- What is being asked -
Repeat every entry in full. Match each line exactly.

- Excerpted data -
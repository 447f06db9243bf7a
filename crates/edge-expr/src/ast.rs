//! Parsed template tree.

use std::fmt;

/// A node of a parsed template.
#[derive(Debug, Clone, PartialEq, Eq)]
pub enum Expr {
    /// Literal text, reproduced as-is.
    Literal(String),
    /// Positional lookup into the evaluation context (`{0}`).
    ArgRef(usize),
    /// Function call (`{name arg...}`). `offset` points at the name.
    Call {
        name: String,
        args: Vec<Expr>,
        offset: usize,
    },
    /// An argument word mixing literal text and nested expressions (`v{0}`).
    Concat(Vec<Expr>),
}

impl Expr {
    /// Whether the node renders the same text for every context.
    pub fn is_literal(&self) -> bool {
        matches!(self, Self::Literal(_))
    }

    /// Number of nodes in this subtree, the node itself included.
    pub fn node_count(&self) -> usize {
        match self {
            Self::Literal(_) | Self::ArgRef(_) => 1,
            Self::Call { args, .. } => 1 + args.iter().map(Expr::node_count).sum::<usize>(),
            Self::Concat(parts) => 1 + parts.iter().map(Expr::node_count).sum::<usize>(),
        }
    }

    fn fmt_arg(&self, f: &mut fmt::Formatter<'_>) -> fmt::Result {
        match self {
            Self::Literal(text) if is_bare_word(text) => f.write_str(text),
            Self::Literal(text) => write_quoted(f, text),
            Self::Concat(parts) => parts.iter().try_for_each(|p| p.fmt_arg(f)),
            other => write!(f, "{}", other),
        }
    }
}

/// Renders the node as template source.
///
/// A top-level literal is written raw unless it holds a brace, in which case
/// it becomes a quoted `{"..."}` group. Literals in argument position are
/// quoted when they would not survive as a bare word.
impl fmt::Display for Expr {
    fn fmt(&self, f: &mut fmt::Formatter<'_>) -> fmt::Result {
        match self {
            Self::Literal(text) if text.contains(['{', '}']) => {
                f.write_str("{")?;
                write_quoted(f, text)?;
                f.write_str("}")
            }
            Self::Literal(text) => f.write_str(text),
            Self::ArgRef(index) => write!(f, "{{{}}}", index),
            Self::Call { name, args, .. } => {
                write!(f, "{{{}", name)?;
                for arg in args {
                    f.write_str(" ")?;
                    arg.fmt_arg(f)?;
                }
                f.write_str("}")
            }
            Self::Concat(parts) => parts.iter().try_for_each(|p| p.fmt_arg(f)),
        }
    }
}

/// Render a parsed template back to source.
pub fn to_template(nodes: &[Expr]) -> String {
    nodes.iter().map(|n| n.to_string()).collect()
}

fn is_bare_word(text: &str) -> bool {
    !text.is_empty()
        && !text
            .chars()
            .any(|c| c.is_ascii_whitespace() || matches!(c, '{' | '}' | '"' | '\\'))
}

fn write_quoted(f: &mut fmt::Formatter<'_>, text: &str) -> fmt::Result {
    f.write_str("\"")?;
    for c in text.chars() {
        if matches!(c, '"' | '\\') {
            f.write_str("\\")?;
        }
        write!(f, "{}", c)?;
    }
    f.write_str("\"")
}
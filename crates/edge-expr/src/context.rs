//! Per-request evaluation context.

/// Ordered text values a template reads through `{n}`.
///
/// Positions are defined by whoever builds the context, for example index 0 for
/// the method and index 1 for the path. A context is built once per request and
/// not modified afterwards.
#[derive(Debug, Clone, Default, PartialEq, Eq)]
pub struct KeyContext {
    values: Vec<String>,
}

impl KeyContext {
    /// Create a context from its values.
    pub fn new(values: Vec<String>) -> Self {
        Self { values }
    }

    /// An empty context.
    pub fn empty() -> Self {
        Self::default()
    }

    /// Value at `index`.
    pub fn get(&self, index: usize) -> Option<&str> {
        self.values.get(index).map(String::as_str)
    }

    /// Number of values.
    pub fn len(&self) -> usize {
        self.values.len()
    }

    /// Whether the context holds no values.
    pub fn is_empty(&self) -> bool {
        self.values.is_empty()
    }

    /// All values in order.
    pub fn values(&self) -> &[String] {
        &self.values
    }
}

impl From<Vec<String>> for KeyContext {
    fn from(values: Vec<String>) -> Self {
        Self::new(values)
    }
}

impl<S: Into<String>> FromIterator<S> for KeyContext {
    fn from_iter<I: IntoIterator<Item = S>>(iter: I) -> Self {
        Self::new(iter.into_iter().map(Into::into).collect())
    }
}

- Result -
repository 447f06db9243bf7a
filename crates/edge-expr/src/ast.rs
//! Parsed template tree.

use std::fmt;

/// A node of a parsed template.
#[derive(Debug, Clone, PartialEq, Eq)]
pub enum Expr {
    /// Literal text, reproduced as-is.
    Literal(String),
    /// Positional lookup into the evaluation context (`{0}`).
    ArgRef(usize),
    /// Function call (`{name arg...}`). `offset` points at the name.
    Call {
        name: String,
        args: Vec<Expr>,
        offset: usize,
    },
    /// An argument word mixing literal text and nested expressions (`v{0}`).
    Concat(Vec<Expr>),
}

impl Expr {
    /// Whether the node renders the same text for every context.
    pub fn is_literal(&self) -> bool {
        matches!(self, Self::Literal(_))
    }

    /// Number of nodes in this subtree, the node itself included.
    pub fn node_count(&self) -> usize {
        match self {
            Self::Literal(_) | Self::ArgRef(_) => 1,
            Self::Call { args, .. } => 1 + args.iter().map(Expr::node_count).sum::<usize>(),
            Self::Concat(parts) => 1 + parts.iter().map(Expr::node_count).sum::<usize>(),
        }
    }

    fn fmt_arg(&self, f: &mut fmt::Formatter<'_>) -> fmt::Result {
        match self {
            Self::Literal(text) if is_bare_word(text) => f.write_str(text),
            Self::Literal(text) => write_quoted(f, text),
            Self::Concat(parts) => parts.iter().try_for_each(|p| p.fmt_arg(f)),
            other => write!(f, "{}", other),
        }
    }
}

/// Renders the node as template source.
///
/// A top-level literal is written raw unless it holds a brace, in which case
/// it becomes a quoted `{"..."}` group. Literals in argument position are
/// quoted when they would not survive as a bare word.
impl fmt::Display for Expr {
    fn fmt(&self, f: &mut fmt::Formatter<'_>) -> fmt::Result {
        match self {
            Self::Literal(text) if text.contains(['{', '}']) => {
                f.write_str("{")?;
                write_quoted(f, text)?;
                f.write_str("}")
            }
            Self::Literal(text) => f.write_str(text),
            Self::ArgRef(index) => write!(f, "{{{}}}", index),
            Self::Call { name, args, .. } => {
                write!(f, "{{{}", name)?;
                for arg in args {
                    f.write_str(" ")?;
                    arg.fmt_arg(f)?;
                }
                f.write_str("}")
            }
            Self::Concat(parts) => parts.iter().try_for_each(|p| p.fmt_arg(f)),
        }
    }
}

/// Render a parsed template back to source.
pub fn to_template(nodes: &[Expr]) -> String {
    nodes.iter().map(|n| n.to_string()).collect()
}

fn is_bare_word(text: &str) -> bool {
    !text.is_empty()
        && !text
            .chars()
            .any(|c| c.is_ascii_whitespace() || matches!(c, '{' | '}' | '"' | '\\'))
}

fn write_quoted(f: &mut fmt::Formatter<'_>, text: &str) -> fmt::Result {
    f.write_str("\"")?;
    for c in text.chars() {
        if matches!(c, '"' | '\\') {
            f.write_str("\\")?;
        }
        write!(f, "{}", c)?;
    }
    f.write_str("\"")
}
filename crates/edge-expr/src/context.rs
//! Per-request evaluation context.

/// Ordered text values a template reads through `{n}`.
///
/// Positions are defined by whoever builds the context, for example index 0 for
/// the method and index 1 for the path. A context is built once per request and
/// not modified afterwards.
#[derive(Debug, Clone, Default, PartialEq, Eq)]
pub struct KeyContext {
    values: Vec<String>,
}

impl KeyContext {
    /// Create a context from its values.
    pub fn new(values: Vec<String>) -> Self {
        Self { values }
    }

    /// An empty context.
    pub fn empty() -> Self {
        Self::default()
    }

    /// Value at `index`.
    pub fn get(&self, index: usize) -> Option<&str> {
        self.values.get(index).map(String::as_str)
    }

    /// Number of values.
    pub fn len(&self) -> usize {
        self.values.len()
    }

    /// Whether the context holds no values.
    pub fn is_empty(&self) -> bool {
        self.values.is_empty()
    }

    /// All values in order.
    pub fn values(&self) -> &[String] {
        &self.values
    }
}

impl From<Vec<String>> for KeyContext {
    fn from(values: Vec<String>) -> Self {
        Self::new(values)
    }
}

impl<S: Into<String>> FromIterator<S> for KeyContext {
    fn from_iter<I: IntoIterator<Item = S>>(iter: I) -> Self {
        Self::new(iter.into_iter().map(Into::into).collect())
    }
}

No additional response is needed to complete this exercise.